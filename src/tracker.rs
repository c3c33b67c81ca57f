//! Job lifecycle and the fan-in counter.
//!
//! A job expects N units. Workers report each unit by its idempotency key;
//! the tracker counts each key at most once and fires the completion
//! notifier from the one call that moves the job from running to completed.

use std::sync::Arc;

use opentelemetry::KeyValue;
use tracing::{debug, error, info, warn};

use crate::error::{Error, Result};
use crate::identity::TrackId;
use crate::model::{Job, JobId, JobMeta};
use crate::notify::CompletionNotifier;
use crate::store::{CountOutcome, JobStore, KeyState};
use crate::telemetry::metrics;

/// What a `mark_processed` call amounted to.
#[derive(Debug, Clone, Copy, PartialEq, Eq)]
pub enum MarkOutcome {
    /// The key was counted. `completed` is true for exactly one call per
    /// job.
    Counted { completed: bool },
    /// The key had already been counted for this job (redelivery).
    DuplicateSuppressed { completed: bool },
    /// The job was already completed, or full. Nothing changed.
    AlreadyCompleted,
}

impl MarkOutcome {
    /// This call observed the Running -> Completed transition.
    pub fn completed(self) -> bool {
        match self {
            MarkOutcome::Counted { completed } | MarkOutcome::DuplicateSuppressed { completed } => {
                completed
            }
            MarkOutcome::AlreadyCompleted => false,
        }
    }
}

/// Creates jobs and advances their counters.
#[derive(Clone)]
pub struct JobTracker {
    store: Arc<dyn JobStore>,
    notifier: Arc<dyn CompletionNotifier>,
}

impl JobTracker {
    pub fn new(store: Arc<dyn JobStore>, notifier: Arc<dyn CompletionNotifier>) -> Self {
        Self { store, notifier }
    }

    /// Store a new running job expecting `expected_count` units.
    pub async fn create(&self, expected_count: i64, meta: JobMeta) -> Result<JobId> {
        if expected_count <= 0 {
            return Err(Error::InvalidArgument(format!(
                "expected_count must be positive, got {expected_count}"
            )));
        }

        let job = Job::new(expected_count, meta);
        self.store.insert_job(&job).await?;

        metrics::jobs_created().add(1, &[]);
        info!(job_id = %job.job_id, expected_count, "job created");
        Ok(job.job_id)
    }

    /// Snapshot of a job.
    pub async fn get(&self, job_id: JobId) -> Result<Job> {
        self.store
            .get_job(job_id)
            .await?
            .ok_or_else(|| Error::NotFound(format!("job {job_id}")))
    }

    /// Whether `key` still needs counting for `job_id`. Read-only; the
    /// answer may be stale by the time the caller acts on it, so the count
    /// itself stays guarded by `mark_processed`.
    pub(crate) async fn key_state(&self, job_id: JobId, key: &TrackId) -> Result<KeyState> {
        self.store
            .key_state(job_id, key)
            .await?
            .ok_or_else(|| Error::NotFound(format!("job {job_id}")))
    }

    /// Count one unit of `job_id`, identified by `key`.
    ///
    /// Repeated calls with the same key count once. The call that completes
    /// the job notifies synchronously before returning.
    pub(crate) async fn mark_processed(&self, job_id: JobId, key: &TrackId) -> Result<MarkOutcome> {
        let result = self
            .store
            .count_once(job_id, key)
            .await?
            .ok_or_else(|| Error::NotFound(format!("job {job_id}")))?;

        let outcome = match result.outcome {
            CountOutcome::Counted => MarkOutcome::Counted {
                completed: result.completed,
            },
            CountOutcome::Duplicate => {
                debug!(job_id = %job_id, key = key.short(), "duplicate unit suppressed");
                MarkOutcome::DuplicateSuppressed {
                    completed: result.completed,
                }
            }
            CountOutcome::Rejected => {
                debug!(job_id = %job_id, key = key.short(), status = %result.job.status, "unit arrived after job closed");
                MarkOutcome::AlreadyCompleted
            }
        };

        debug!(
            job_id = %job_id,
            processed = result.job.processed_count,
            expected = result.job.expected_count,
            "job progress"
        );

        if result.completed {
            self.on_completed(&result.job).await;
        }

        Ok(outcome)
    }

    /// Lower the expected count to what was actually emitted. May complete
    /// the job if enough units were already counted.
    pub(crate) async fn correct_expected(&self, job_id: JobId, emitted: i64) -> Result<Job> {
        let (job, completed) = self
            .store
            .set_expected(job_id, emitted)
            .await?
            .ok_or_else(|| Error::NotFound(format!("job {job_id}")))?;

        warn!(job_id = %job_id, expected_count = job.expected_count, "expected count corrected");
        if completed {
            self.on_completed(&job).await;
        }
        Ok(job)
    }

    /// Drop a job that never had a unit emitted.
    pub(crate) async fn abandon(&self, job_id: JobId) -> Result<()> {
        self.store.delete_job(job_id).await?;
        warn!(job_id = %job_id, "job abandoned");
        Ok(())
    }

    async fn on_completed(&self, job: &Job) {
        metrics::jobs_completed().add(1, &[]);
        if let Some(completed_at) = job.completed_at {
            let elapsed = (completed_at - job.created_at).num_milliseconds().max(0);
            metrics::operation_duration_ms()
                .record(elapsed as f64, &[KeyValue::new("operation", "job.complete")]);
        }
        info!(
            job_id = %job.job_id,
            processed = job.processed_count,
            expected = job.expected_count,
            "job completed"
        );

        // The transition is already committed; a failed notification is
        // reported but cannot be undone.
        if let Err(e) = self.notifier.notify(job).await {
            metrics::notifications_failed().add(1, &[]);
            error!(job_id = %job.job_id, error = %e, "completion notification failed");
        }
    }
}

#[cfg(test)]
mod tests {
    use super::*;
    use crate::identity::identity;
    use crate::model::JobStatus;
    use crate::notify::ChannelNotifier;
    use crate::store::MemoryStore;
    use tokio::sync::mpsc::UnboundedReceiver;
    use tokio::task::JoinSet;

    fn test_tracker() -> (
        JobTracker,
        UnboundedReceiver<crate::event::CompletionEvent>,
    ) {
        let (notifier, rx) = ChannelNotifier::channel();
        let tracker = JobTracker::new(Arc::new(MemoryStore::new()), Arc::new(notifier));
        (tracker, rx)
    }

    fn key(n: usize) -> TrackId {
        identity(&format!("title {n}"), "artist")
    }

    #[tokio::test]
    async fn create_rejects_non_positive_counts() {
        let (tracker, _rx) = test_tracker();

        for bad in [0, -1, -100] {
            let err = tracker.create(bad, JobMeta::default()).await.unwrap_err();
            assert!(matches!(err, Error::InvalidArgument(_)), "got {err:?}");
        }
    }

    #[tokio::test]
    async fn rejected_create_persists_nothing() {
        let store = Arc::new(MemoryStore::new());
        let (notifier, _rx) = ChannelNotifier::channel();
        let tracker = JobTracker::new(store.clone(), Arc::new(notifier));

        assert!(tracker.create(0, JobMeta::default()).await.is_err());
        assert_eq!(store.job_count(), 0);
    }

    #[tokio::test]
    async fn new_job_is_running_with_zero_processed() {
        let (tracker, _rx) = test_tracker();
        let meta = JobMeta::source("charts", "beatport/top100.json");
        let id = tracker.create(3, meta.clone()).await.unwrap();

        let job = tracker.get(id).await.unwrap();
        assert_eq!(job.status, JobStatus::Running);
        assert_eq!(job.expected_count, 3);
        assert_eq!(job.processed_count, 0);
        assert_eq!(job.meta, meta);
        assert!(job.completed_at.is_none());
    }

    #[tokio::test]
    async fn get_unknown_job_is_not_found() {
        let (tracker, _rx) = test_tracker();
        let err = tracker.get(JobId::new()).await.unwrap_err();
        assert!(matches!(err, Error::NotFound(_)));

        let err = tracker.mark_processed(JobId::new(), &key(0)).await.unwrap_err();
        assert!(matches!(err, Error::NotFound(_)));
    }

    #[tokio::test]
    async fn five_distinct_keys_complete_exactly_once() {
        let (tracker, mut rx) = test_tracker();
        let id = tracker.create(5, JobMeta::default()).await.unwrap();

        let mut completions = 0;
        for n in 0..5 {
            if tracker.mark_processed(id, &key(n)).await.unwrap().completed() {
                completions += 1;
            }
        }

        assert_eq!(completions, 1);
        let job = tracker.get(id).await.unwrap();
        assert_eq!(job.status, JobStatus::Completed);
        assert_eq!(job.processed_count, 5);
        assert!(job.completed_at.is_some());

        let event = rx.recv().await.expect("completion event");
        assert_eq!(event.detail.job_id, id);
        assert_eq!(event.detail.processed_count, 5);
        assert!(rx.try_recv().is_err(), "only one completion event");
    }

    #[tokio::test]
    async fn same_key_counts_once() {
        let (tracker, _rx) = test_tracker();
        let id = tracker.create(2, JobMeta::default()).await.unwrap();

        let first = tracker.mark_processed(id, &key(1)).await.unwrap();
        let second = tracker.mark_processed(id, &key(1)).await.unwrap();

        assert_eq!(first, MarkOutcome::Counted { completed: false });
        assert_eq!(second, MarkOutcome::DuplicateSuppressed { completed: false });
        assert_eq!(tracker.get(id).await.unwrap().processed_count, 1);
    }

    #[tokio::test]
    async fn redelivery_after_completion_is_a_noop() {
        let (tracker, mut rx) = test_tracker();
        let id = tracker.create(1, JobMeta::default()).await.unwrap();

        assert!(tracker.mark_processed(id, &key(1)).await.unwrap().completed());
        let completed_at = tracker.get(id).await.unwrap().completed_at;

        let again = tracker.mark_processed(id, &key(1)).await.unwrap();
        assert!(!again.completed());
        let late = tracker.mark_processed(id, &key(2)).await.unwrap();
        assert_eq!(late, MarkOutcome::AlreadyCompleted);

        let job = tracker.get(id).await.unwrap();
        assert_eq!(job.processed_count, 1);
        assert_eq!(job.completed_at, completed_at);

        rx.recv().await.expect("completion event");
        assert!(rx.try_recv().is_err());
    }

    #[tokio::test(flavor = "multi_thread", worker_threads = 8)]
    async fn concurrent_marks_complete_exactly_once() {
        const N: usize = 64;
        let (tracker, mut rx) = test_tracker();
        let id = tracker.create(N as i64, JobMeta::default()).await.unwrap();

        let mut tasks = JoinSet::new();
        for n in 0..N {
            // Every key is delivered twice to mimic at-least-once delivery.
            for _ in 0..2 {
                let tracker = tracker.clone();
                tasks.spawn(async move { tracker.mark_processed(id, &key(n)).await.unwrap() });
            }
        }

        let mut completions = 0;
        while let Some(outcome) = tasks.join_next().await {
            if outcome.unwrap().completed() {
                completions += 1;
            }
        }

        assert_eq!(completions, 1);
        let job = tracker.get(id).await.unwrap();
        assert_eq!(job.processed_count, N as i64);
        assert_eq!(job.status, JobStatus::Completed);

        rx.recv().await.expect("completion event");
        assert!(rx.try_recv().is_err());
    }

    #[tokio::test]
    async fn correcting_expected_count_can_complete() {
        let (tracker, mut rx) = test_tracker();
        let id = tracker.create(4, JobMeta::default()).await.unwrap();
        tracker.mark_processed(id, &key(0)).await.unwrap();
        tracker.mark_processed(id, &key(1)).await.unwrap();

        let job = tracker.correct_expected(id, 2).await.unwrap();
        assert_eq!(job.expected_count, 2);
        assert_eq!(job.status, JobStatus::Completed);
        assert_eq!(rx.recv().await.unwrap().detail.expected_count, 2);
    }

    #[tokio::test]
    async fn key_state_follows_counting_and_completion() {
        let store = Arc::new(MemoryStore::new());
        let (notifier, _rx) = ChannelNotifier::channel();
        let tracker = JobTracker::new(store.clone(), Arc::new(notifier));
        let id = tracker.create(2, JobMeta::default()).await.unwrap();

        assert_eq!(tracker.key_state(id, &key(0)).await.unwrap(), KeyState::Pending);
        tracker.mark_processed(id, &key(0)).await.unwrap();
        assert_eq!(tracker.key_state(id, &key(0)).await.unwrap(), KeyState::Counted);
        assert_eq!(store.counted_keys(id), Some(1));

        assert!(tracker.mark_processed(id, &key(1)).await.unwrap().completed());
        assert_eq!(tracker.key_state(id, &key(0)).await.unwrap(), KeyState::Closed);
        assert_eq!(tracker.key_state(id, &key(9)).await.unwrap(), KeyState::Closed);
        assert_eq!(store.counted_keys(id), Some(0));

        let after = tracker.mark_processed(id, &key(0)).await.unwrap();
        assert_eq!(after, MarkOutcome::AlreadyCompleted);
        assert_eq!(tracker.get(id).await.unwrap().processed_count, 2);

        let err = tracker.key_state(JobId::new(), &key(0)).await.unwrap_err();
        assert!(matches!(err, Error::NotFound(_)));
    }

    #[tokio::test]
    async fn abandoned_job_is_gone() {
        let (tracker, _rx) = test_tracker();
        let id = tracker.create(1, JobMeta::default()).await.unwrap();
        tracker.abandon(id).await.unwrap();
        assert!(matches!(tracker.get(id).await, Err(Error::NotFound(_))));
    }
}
###
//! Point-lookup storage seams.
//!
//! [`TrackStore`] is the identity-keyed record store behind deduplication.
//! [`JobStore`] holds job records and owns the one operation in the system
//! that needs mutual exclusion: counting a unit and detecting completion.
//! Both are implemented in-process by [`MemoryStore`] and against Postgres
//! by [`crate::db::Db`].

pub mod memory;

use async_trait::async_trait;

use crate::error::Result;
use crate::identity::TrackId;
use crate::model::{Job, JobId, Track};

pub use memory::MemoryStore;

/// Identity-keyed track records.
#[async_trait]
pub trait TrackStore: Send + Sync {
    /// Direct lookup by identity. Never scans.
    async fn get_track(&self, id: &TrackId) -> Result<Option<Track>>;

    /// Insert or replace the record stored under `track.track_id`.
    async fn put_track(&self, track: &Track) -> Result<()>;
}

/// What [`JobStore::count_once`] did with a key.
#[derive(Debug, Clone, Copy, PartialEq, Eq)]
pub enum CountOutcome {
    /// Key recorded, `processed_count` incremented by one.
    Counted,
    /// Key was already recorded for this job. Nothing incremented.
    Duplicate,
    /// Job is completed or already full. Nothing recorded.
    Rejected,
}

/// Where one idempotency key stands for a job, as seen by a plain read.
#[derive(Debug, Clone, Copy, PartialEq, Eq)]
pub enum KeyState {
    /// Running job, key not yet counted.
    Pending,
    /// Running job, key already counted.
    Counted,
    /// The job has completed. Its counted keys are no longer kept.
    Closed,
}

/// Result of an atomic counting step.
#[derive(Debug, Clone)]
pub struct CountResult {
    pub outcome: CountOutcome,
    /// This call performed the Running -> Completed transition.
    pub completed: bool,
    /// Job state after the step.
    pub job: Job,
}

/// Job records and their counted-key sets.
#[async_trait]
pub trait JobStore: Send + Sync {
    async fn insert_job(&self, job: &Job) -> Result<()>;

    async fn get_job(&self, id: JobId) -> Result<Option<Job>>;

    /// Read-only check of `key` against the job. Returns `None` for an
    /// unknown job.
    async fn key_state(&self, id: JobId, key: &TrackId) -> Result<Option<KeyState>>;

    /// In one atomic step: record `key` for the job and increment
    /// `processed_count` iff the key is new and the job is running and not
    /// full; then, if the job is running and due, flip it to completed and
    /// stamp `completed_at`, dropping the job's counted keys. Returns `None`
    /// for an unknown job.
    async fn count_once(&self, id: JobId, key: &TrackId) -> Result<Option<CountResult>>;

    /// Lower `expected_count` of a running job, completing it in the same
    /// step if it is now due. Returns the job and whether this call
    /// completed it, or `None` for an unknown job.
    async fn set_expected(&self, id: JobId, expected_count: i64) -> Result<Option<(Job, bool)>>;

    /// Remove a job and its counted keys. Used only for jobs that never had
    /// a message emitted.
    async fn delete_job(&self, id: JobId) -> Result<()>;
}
###
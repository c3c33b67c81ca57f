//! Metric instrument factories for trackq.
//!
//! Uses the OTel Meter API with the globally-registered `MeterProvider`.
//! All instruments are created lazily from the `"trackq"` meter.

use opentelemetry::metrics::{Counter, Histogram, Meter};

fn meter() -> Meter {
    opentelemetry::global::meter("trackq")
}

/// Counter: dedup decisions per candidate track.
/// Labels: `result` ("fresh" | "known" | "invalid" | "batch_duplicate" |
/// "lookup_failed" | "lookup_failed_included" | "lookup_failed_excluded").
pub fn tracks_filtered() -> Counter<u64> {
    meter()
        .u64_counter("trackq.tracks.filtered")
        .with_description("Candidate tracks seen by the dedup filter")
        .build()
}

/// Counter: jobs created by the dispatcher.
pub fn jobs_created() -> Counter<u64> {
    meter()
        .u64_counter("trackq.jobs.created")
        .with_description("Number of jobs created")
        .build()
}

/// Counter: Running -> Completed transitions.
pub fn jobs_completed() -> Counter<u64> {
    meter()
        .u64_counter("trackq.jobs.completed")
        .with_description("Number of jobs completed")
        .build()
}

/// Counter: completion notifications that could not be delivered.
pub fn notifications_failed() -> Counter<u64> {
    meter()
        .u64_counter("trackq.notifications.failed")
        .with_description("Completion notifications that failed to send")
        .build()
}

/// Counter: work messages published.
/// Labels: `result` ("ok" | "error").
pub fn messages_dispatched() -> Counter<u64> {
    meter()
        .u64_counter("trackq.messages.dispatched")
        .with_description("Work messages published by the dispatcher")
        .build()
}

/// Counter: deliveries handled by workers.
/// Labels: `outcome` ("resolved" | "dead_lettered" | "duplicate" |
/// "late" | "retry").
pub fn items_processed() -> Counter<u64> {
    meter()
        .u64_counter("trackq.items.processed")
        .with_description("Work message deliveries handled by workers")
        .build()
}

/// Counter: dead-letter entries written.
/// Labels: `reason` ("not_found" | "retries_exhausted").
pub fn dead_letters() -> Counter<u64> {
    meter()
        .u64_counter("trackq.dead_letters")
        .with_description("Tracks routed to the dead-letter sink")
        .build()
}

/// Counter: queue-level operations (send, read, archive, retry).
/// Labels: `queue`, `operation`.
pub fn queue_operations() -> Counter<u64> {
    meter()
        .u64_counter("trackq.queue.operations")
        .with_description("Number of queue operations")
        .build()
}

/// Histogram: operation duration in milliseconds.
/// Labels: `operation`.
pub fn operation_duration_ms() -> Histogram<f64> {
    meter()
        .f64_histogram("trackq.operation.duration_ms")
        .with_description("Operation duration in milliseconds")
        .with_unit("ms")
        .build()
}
###
## Task statement
Using the material above, copy every line in which the string "retry" occurs.

## Result of the task
/// "late" | "retry").
/// Counter: queue-level operations (send, read, archive, retry).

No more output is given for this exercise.